__INSTRUCTIONS TO FOLLOW__
Search term "else": please copy every line of the records below that contains it.

__LISTED RECORDS__

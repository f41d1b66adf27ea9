//! Module defining batches and the jobs built from them

use std::fmt;

use crate::domain::{QueueId, RawRow};
use crate::error::{Error, invalid_argument};

/// A non-empty, contiguous slice of source rows dispatched as one unit of work.
#[derive(Debug, Clone, PartialEq, Eq)]
pub struct Batch(Vec<RawRow>);

impl Batch {
    pub fn len(&self) -> usize {
        self.0.len()
    }

    // always false for a constructed batch
    pub fn is_empty(&self) -> bool {
        self.0.is_empty()
    }

    pub fn rows(&self) -> &[RawRow] {
        &self.0
    }

    pub fn into_rows(self) -> Vec<RawRow> {
        self.0
    }
}

impl TryFrom<Vec<RawRow>> for Batch {
    type Error = Error;

    fn try_from(rows: Vec<RawRow>) -> Result<Self, Self::Error> {
        if rows.is_empty() {
            return Err(invalid_argument("a batch needs at least one row"));
        }
        Ok(Self(rows))
    }
}

/// Position of a job within its run, assigned in dispatch order.
#[derive(Debug, Clone, Copy, PartialEq, Eq, PartialOrd, Ord, Hash)]
pub struct JobId(u64);

impl JobId {
    pub fn new(id: u64) -> Self {
        Self(id)
    }
}

impl From<JobId> for u64 {
    fn from(value: JobId) -> Self {
        value.0
    }
}

impl fmt::Display for JobId {
    fn fmt(&self, f: &mut fmt::Formatter<'_>) -> fmt::Result {
        write!(f, "job-{}", self.0)
    }
}

/// The unit of work handed to a queue. Immutable once built: the target queue never changes after dispatch.
#[derive(Debug, Clone, PartialEq, Eq)]
pub struct Job {
    id: JobId,
    batch: Batch,
    batch_size: usize,
    queue: QueueId,
}

impl Job {
    pub fn new(id: JobId, batch: Batch, queue: QueueId) -> Self {
        let batch_size = batch.len();
        Self {
            id,
            batch,
            batch_size,
            queue,
        }
    }

    pub fn id(&self) -> JobId {
        self.id
    }

    pub fn batch(&self) -> &Batch {
        &self.batch
    }

    pub fn batch_size(&self) -> usize {
        self.batch_size
    }

    pub fn queue(&self) -> QueueId {
        self.queue
    }
}

/// Lifecycle of a job. There is no failed state: record failures never fail the job.
#[derive(Debug, Clone, Copy, PartialEq, Eq)]
pub enum JobState {
    Enqueued,
    Claimed,
    Completed,
}

impl fmt::Display for JobState {
    fn fmt(&self, f: &mut fmt::Formatter<'_>) -> fmt::Result {
        let name = match self {
            JobState::Enqueued => "enqueued",
            JobState::Claimed => "claimed",
            JobState::Completed => "completed",
        };
        f.write_str(name)
    }
}
//! Module deciding which queue a job is routed to.
//!
//! Routing is a pure function of the batch size: it never looks at queue depth, time, or earlier decisions, so
//! replaying the same batches under the same policy always gives the same routing.

use std::fmt;

use crate::{
    domain::QueueId,
    error::{Error, invalid_argument},
};

/// A balancing policy mapping a batch size to the queue its job goes to.
pub trait Classifier: Send + Sync {
    fn classify(&self, batch_size: usize) -> QueueId;

    /// Every queue this policy can route to, so that workers can be bound to them.
    fn queues(&self) -> Vec<QueueId>;
}

/// Static size tiers: large batches go to `high-priority`, medium ones to `default`, small ones to `low-priority`.
///
/// A size equal to a threshold falls into the lower tier.
#[derive(Debug, Clone, Copy, PartialEq, Eq)]
pub struct TieredPolicy {
    high_above: usize,
    default_above: usize,
}

impl TieredPolicy {
    pub fn new(high_above: usize, default_above: usize) -> Result<Self, Error> {
        if default_above >= high_above {
            return Err(invalid_argument(format!(
                "default tier threshold ({default_above}) must be below the high tier threshold ({high_above})"
            )));
        }
        Ok(Self {
            high_above,
            default_above,
        })
    }
}

impl Default for TieredPolicy {
    fn default() -> Self {
        Self {
            high_above: 50,
            default_above: 20,
        }
    }
}

impl Classifier for TieredPolicy {
    fn classify(&self, batch_size: usize) -> QueueId {
        if batch_size > self.high_above {
            QueueId::HighPriority
        } else if batch_size > self.default_above {
            QueueId::Default
        } else {
            QueueId::LowPriority
        }
    }

    fn queues(&self) -> Vec<QueueId> {
        QueueId::ALL.to_vec()
    }
}

/// Everything goes to one shared queue; spreading the load is left to however many workers drain it.
#[derive(Debug, Clone, Copy, PartialEq, Eq)]
pub struct AutoBalancedPolicy {
    queue: QueueId,
}

impl AutoBalancedPolicy {
    pub fn new(queue: QueueId) -> Self {
        Self { queue }
    }
}

impl Default for AutoBalancedPolicy {
    fn default() -> Self {
        Self::new(QueueId::Default)
    }
}

impl Classifier for AutoBalancedPolicy {
    fn classify(&self, _batch_size: usize) -> QueueId {
        self.queue
    }

    fn queues(&self) -> Vec<QueueId> {
        vec![self.queue]
    }
}

/// The balancing policy selected for a run.
#[derive(Debug, Clone, Copy, PartialEq, Eq)]
pub enum Policy {
    Tiered(TieredPolicy),
    AutoBalanced(AutoBalancedPolicy),
}

impl Policy {
    pub fn tiered() -> Self {
        Policy::Tiered(TieredPolicy::default())
    }

    pub fn auto_balanced() -> Self {
        Policy::AutoBalanced(AutoBalancedPolicy::default())
    }
}

impl Default for Policy {
    fn default() -> Self {
        Policy::tiered()
    }
}

impl Classifier for Policy {
    fn classify(&self, batch_size: usize) -> QueueId {
        match self {
            Policy::Tiered(p) => p.classify(batch_size),
            Policy::AutoBalanced(p) => p.classify(batch_size),
        }
    }

    fn queues(&self) -> Vec<QueueId> {
        match self {
            Policy::Tiered(p) => p.queues(),
            Policy::AutoBalanced(p) => p.queues(),
        }
    }
}

impl fmt::Display for Policy {
    fn fmt(&self, f: &mut fmt::Formatter<'_>) -> fmt::Result {
        match self {
            Policy::Tiered(_) => f.write_str("tiered"),
            Policy::AutoBalanced(p) => write!(f, "auto-balanced({})", p.queue),
        }
    }
}
//! Module modelling the time a worker spends on each record.

use std::time::Duration;

use crate::domain::RawRow;

/// Work performed for every record before it is persisted.
pub trait ProcessingCost: Send + Sync {
    fn apply(&self, row: &RawRow);
}

/// Blocks the worker for a fixed time per record, which makes queues drain slowly enough to watch.
#[derive(Debug, Clone, Copy, PartialEq, Eq)]
pub struct FixedDelay(Duration);

impl FixedDelay {
    pub fn new(delay: Duration) -> Self {
        Self(delay)
    }
}

impl ProcessingCost for FixedDelay {
    fn apply(&self, _row: &RawRow) {
        if !self.0.is_zero() {
            std::thread::sleep(self.0);
        }
    }
}

#[derive(Debug, Clone, Copy, Default)]
pub struct NoCost;

impl ProcessingCost for NoCost {
    fn apply(&self, _row: &RawRow) {}
}

impl<F> ProcessingCost for F
where
    F: Fn(&RawRow) + Send + Sync,
{
    fn apply(&self, row: &RawRow) {
        self(row)
    }
}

__PROBLEM SOLUTION__
        } else if batch_size > self.default_above {
        } else {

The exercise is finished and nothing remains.